→ Recorded data:

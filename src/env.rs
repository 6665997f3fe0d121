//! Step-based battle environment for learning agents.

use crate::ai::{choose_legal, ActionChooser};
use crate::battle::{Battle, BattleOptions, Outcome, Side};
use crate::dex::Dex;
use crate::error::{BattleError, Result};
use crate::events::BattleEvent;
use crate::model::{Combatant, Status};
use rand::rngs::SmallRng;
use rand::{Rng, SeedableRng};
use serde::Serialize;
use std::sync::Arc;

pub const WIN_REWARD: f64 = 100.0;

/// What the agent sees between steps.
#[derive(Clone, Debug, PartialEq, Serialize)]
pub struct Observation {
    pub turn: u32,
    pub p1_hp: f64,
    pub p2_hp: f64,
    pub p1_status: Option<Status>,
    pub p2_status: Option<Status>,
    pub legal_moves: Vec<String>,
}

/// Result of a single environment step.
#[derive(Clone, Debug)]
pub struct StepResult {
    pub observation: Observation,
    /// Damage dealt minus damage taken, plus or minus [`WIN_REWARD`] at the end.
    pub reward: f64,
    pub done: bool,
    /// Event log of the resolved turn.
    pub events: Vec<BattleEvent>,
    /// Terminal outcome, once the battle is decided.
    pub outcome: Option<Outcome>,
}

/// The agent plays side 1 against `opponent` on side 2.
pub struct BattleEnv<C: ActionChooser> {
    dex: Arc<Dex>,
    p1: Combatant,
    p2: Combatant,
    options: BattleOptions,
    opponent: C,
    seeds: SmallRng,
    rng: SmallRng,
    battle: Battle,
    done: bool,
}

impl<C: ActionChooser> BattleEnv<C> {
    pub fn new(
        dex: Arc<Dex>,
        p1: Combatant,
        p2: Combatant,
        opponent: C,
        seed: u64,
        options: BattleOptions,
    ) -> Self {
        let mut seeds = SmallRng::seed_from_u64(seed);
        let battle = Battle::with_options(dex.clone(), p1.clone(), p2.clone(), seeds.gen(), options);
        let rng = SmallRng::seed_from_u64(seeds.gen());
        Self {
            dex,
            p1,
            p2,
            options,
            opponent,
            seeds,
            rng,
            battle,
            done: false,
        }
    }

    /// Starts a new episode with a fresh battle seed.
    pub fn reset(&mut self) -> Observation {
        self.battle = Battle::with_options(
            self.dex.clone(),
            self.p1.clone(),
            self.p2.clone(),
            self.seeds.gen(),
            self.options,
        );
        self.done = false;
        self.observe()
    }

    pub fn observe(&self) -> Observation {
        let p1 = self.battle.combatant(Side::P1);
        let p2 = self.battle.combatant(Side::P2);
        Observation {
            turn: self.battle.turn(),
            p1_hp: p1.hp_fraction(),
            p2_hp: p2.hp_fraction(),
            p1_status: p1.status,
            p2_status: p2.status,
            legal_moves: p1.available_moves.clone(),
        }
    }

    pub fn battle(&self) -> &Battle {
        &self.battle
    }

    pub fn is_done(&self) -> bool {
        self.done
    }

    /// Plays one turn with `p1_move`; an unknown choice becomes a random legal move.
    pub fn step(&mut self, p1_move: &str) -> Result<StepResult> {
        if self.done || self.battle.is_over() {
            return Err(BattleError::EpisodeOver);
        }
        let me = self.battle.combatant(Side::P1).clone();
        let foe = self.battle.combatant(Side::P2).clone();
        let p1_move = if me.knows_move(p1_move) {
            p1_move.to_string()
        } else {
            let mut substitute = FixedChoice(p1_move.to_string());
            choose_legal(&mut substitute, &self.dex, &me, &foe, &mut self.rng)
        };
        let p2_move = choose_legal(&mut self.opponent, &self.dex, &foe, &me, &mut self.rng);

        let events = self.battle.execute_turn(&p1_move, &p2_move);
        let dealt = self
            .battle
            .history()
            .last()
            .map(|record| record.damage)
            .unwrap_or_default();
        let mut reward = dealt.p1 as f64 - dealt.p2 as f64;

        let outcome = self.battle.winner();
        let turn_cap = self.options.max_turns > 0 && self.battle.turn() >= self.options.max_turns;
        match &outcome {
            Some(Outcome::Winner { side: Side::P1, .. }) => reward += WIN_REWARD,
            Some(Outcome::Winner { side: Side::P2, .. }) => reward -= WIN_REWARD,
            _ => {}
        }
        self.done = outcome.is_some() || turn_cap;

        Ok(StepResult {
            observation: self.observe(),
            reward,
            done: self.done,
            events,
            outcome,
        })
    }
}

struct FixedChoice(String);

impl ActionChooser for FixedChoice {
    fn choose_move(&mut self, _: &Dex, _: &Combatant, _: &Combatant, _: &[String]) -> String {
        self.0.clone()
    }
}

→ TASK INSTRUCTIONS: Reproduce every single entry above exactly.

→ WRITTEN RESPONSE:
filename src/env.rs
repository 6665997f3fe0d121
//! Step-based battle environment for learning agents.

use crate::ai::{choose_legal, ActionChooser};
use crate::battle::{Battle, BattleOptions, Outcome, Side};
use crate::dex::Dex;
use crate::error::{BattleError, Result};
use crate::events::BattleEvent;
use crate::model::{Combatant, Status};
use rand::rngs::SmallRng;
use rand::{Rng, SeedableRng};
use serde::Serialize;
use std::sync::Arc;

pub const WIN_REWARD: f64 = 100.0;

/// What the agent sees between steps.
#[derive(Clone, Debug, PartialEq, Serialize)]
pub struct Observation {
    pub turn: u32,
    pub p1_hp: f64,
    pub p2_hp: f64,
    pub p1_status: Option<Status>,
    pub p2_status: Option<Status>,
    pub legal_moves: Vec<String>,
}

/// Result of a single environment step.
#[derive(Clone, Debug)]
pub struct StepResult {
    pub observation: Observation,
    /// Damage dealt minus damage taken, plus or minus [`WIN_REWARD`] at the end.
    pub reward: f64,
    pub done: bool,
    /// Event log of the resolved turn.
    pub events: Vec<BattleEvent>,
    /// Terminal outcome, once the battle is decided.
    pub outcome: Option<Outcome>,
}

/// The agent plays side 1 against `opponent` on side 2.
pub struct BattleEnv<C: ActionChooser> {
    dex: Arc<Dex>,
    p1: Combatant,
    p2: Combatant,
    options: BattleOptions,
    opponent: C,
    seeds: SmallRng,
    rng: SmallRng,
    battle: Battle,
    done: bool,
}

impl<C: ActionChooser> BattleEnv<C> {
    pub fn new(
        dex: Arc<Dex>,
        p1: Combatant,
        p2: Combatant,
        opponent: C,
        seed: u64,
        options: BattleOptions,
    ) -> Self {
        let mut seeds = SmallRng::seed_from_u64(seed);
        let battle = Battle::with_options(dex.clone(), p1.clone(), p2.clone(), seeds.gen(), options);
        let rng = SmallRng::seed_from_u64(seeds.gen());
        Self {
            dex,
            p1,
            p2,
            options,
            opponent,
            seeds,
            rng,
            battle,
            done: false,
        }
    }

    /// Starts a new episode with a fresh battle seed.
    pub fn reset(&mut self) -> Observation {
        self.battle = Battle::with_options(
            self.dex.clone(),
            self.p1.clone(),
            self.p2.clone(),
            self.seeds.gen(),
            self.options,
        );
        self.done = false;
        self.observe()
    }

    pub fn observe(&self) -> Observation {
        let p1 = self.battle.combatant(Side::P1);
        let p2 = self.battle.combatant(Side::P2);
        Observation {
            turn: self.battle.turn(),
            p1_hp: p1.hp_fraction(),
            p2_hp: p2.hp_fraction(),
            p1_status: p1.status,
            p2_status: p2.status,
            legal_moves: p1.available_moves.clone(),
        }
    }

    pub fn battle(&self) -> &Battle {
        &self.battle
    }

    pub fn is_done(&self) -> bool {
        self.done
    }

    /// Plays one turn with `p1_move`; an unknown choice becomes a random legal move.
    pub fn step(&mut self, p1_move: &str) -> Result<StepResult> {
        if self.done || self.battle.is_over() {
            return Err(BattleError::EpisodeOver);
        }
        let me = self.battle.combatant(Side::P1).clone();
        let foe = self.battle.combatant(Side::P2).clone();
        let p1_move = if me.knows_move(p1_move) {
            p1_move.to_string()
        } else {
            let mut substitute = FixedChoice(p1_move.to_string());
            choose_legal(&mut substitute, &self.dex, &me, &foe, &mut self.rng)
        };
        let p2_move = choose_legal(&mut self.opponent, &self.dex, &foe, &me, &mut self.rng);

        let events = self.battle.execute_turn(&p1_move, &p2_move);
        let dealt = self
            .battle
            .history()
            .last()
            .map(|record| record.damage)
            .unwrap_or_default();
        let mut reward = dealt.p1 as f64 - dealt.p2 as f64;

        let outcome = self.battle.winner();
        let turn_cap = self.options.max_turns > 0 && self.battle.turn() >= self.options.max_turns;
        match &outcome {
            Some(Outcome::Winner { side: Side::P1, .. }) => reward += WIN_REWARD,
            Some(Outcome::Winner { side: Side::P2, .. }) => reward -= WIN_REWARD,
            _ => {}
        }
        self.done = outcome.is_some() || turn_cap;

        Ok(StepResult {
            observation: self.observe(),
            reward,
            done: self.done,
            events,
            outcome,
        })
    }
}

struct FixedChoice(String);

impl ActionChooser for FixedChoice {
    fn choose_move(&mut self, _: &Dex, _: &Combatant, _: &Combatant, _: &[String]) -> String {
        self.0.clone()
    }
}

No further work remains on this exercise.